The sound of Alien: Isolation

Matt Fellows caught up with sound designers Byron Bullock and Sam Cooper from Creative Assembly to chat about the audio elements of the survival horror hit.

Over 25 years since the Xenomorph from Ridley Scott’s 1979 sci-fi horror classic Alien first crept out of the shadows to cocoon itself in cinema history, those first nail-biting moments haven’t faded as the franchise expands evermore into the gaming world.

Set 15 years after the original film, Alien: Isolation puts the player in the shoes of Amanda Ripley, daughter of Sigourney Weaver’s iconic character Ellen Ripley. Stranded in space and stalked relentlessly by a familiar and ever-present alien, the player must keep their senses alert and their wits sharp if they are to escape alive. And one of the key (and only) weapons in their arsenal is a keen pair of ears.

The game aims to assimilate itself into the Alien universe narratively and aesthetically, as sound designer Sam Cooper notes: “The mantra was authenticity and staying true to that ?1970s version of the future, that world of tactile technology with big buttons and noisy computers.”

And the team were committed to staying faithful to their progenitor.

”We did a lot of research and we interviewed Terry Rawlings [editor on Alien] – he gave a lot of valuable insight into what it was like creating the original film,” explains Cooper. “We also managed to get Fox to dig out some old recordings on reel-to-reels from their archive.”

These original recordings from the set of the film proved to be a cornerstone of the game’s authentic lo-fi aesthetic, used extensively to build the library of sounds heard in the game, as Byron Bullock explains: “We could take that stuff and expand upon it and make more material from the original.”

”We got the stems, so we had those as a guide,” Cooper continues. ”We resynthesized a lot of the telemetry sounds, but we were actually able to pull stuff out of the sound effects stem, stick it into a DAW and remake it piece by piece.

“We wanted to create high-quality source. We toyed with the idea of using reel-to-reels, but in the end we created high-quality source and degraded it using plug-ins afterwards so that we always had the original to go back to.”

Alone in the dark

In Alien: Isolation the player is forced to rely on their sensory awareness rather than brute strength, and the team consciously crafted the game’s sound to complement these gameplay conventions.

”Sound was planned to be used as a gameplay device from the beginning,” Cooper notes. ”A lot of what goes on in the environment is implied by sounds that aren’t in the frame, so the player can hear where things are, where the enemies are, the alien crawling through vents overhead.

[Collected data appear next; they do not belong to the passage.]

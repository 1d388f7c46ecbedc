//! Scheduled race events

use chrono::{DateTime, Utc};
use serde::{Deserialize, Serialize};
use std::fmt;

use super::Series;

/// Identity of a scheduled event: its name plus its scheduled start.
#[derive(Debug, Clone, PartialEq, Eq, Hash, Serialize, Deserialize)]
pub struct EventId {
    pub name: String,
    pub scheduled_start: DateTime<Utc>,
}

impl fmt::Display for EventId {
    fn fmt(&self, f: &mut fmt::Formatter<'_>) -> fmt::Result {
        write!(f, "{} @ {}", self.name, self.scheduled_start.to_rfc3339())
    }
}

/// A known race on the calendar.
///
/// Produced once when the schedule is loaded and never mutated afterwards.
#[derive(Debug, Clone, PartialEq, Eq, Serialize, Deserialize)]
pub struct ScheduledEvent {
    /// Event name, e.g. "24 Hours of Le Mans"
    pub name: String,
    /// Championship the event belongs to
    pub series: Series,
    /// Circuit name
    pub track: String,
    /// Scheduled green flag
    pub scheduled_start: DateTime<Utc>,
    /// Live timing page for this event
    pub source_endpoint: String,
}

impl ScheduledEvent {
    /// Create an event using the series' default timing endpoint.
    pub fn new(
        name: impl Into<String>,
        series: Series,
        track: impl Into<String>,
        scheduled_start: DateTime<Utc>,
    ) -> Self {
        Self {
            name: name.into(),
            series,
            track: track.into(),
            scheduled_start,
            source_endpoint: series.default_endpoint().to_string(),
        }
    }

    /// Override the timing endpoint.
    pub fn with_endpoint(mut self, endpoint: impl Into<String>) -> Self {
        self.source_endpoint = endpoint.into();
        self
    }

    /// Identity of this event.
    pub fn id(&self) -> EventId {
        EventId { name: self.name.clone(), scheduled_start: self.scheduled_start }
    }

    /// Whether this event has the given identity.
    pub fn is(&self, id: &EventId) -> bool {
        self.name == id.name && self.scheduled_start == id.scheduled_start
    }
}
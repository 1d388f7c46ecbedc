//! Race schedule
//!
//! [`Schedule`] answers the pure questions ("what is next after T", "what is
//! live at T"). [`ScheduleSource`] produces a `Schedule` and is the only part
//! that can fail: a file may be missing or malformed. The monitor reloads the
//! schedule from its source on every poll.

mod calendar;
mod file;

pub use calendar::{StaticSchedule, builtin_calendar};
pub use file::{YamlScheduleFile, parse_schedule_yaml};

use chrono::{DateTime, TimeDelta, Utc};

use crate::Result;
use crate::types::{EventId, LivenessWindow, ScheduledEvent};

/// An immutable, chronologically ordered list of events.
#[derive(Debug, Clone, Default, PartialEq)]
pub struct Schedule {
    events: Vec<ScheduledEvent>,
}

impl Schedule {
    /// Build a schedule, ordering events by scheduled start.
    pub fn new(mut events: Vec<ScheduledEvent>) -> Self {
        events.sort_by(|a, b| {
            a.scheduled_start.cmp(&b.scheduled_start).then_with(|| a.name.cmp(&b.name))
        });
        Self { events }
    }

    /// All events in start order.
    pub fn events(&self) -> &[ScheduledEvent] {
        &self.events
    }

    pub fn is_empty(&self) -> bool {
        self.events.is_empty()
    }

    /// Nearest event with `scheduled_start > now`.
    pub fn next_event(&self, now: DateTime<Utc>) -> Option<&ScheduledEvent> {
        self.events.iter().find(|e| e.scheduled_start > now)
    }

    /// Up to `limit` events with `scheduled_start > now`, ascending.
    pub fn upcoming(&self, now: DateTime<Utc>, limit: usize) -> Vec<&ScheduledEvent> {
        self.events.iter().filter(|e| e.scheduled_start > now).take(limit).collect()
    }

    /// Events whose liveness window contains `now`, ascending by start.
    pub fn live_at(
        &self,
        now: DateTime<Utc>,
        window: &LivenessWindow,
    ) -> impl Iterator<Item = &ScheduledEvent> {
        self.events.iter().filter(move |e| window.is_live(now, e.scheduled_start))
    }

    /// The live event that should own ingestion at `now`.
    ///
    /// When windows overlap the most recently scheduled live event wins, so a
    /// race entering its pre-roll takes over from one still inside its
    /// maximum duration.
    pub fn current(&self, now: DateTime<Utc>, window: &LivenessWindow) -> Option<&ScheduledEvent> {
        self.live_at(now, window).last()
    }

    /// Look up an event by identity.
    pub fn find(&self, id: &EventId) -> Option<&ScheduledEvent> {
        self.events.iter().find(|e| e.is(id))
    }
}

/// Anything that can produce the current race schedule.
#[async_trait::async_trait]
pub trait ScheduleSource: Send + Sync + 'static {
    /// Load the schedule.
    ///
    /// An empty schedule is a valid result. Errors mean the schedule could not
    /// be read at all.
    async fn load(&self) -> Result<Schedule>;
}

/// Human readable time until an event: `"2d 5h"`, `"3h 12m"` or `"45m"`.
///
/// Negative deltas (the event already started) render as `"0m"`.
pub fn format_countdown(delta: TimeDelta) -> String {
    let total_minutes = delta.num_minutes().max(0);
    let days = total_minutes / (24 * 60);
    let hours = (total_minutes / 60) % 24;
    let minutes = total_minutes % 60;

    if days > 0 {
        format!("{days}d {hours}h")
    } else if hours > 0 {
        format!("{hours}h {minutes}m")
    } else {
        format!("{minutes}m")
    }
}
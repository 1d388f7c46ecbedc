//! Racing series served by the tracker

use serde::{Deserialize, Serialize};
use std::fmt;
use std::str::FromStr;

use crate::TrackerError;

/// Championship a scheduled event belongs to.
///
/// The series decides which snapshot source variant is used for its timing
/// page, so the set is closed: adding a series means adding its timing
/// layout and source mapping in [`crate::sources`].
#[derive(Debug, Clone, Copy, PartialEq, Eq, Hash, PartialOrd, Ord, Serialize, Deserialize)]
pub enum Series {
    /// FIA World Endurance Championship
    #[serde(rename = "WEC", alias = "wec")]
    Wec,
    /// IMSA WeatherTech SportsCar Championship
    #[serde(rename = "IMSA", alias = "imsa")]
    Imsa,
}

impl Series {
    /// All series known to the tracker.
    pub const ALL: [Series; 2] = [Series::Wec, Series::Imsa];

    /// Short tag used in logs, snapshots and exports.
    pub fn tag(self) -> &'static str {
        match self {
            Series::Wec => "WEC",
            Series::Imsa => "IMSA",
        }
    }

    /// Public live timing page used when an event does not name its own.
    pub fn default_endpoint(self) -> &'static str {
        match self {
            Series::Wec => "https://timing.71wytham.org.uk/",
            Series::Imsa => "https://www.imsa.com/scoring/",
        }
    }
}

impl fmt::Display for Series {
    fn fmt(&self, f: &mut fmt::Formatter<'_>) -> fmt::Result {
        f.write_str(self.tag())
    }
}

impl FromStr for Series {
    type Err = TrackerError;

    fn from_str(s: &str) -> Result<Self, Self::Err> {
        match s.trim().to_ascii_uppercase().as_str() {
            "WEC" => Ok(Series::Wec),
            "IMSA" => Ok(Series::Imsa),
            other => Err(TrackerError::config(format!("unknown series '{other}'"))),
        }
    }
}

It’s about what the player can see, because they are controlling the frame. So we did a lot with view-cone scripting to add rises in tension. If the alien is creeping up on the player and they’re facing the other direction, we didn’t want the music to give the game away, so the sound is based on line-of-sight.”

As with any good horror media, for the team it was as much about utilising the absence of sound as it was about using sound itself. “We tried to be quite minimal with sound,” Bullock notes. “There’s moments when you can just be in a corridor and hear the creaking of the corridor around you and other Foley, and that all helps the feeling of claustrophobia. It was important to get some dynamics in the mix; there are moments that are really quiet, but there are also big, loud moments.”

But the team’s biggest obstacle came in the form of the salivating villain.

“The biggest challenge was that we have this unpredictable, adaptive alien – he can hear you, he can see the light from your torch – and he uses those senses to hunt you down,” Bullock explains. “We wanted to make moments of suspense and tension by pre-empting what he was going to do. For us that was very difficult – you never know what he’s going to do, because it’s all down to what the player is doing.”

So to craft a soundscape, the team needed a logic system as dynamic and fluid as the player’s erratic nemesis, as Cooper notes: “We had interactive systems driving the mix as well as scripting, so we’d have variables which could adapt the mix and the score at the same time to create a dynamic range.”

“We created these values called ‘stealth’ and ‘threat’, which told us how stealthy the player was being or how much threat they’re under, and those values remix the music in real time to help drive suspense,” Bullock explains. “For example, if the player is hiding under a table as the alien is moving past them, the context-driven system will change the music so you get rising strings as the alien is coming past, and it lowers sounds of the atmosphere to concentrate on the player’s and the alien’s sounds to create focus.”

The game is distinguished in gaming media for its use of sound, and this is due in part to the studio-wide collaborative nature of its development. “I haven’t worked on a game where they wanted sound involved so early and having sound inform aspects of the design or the art,” notes Cooper.

Looking ahead

And as the next-gen of hardware opens up more avenues for sound design, Bullock opines on its future: “It’s becoming more accessible for more indie developers. Some of the tools to create good game sound are becoming relatively affordable to licence, so I think we’ll start to see more good-sounding games. And triple-A budgets are becoming bigger so the expectation on the sound team becomes bigger, and ultimately that will make the games sound better.”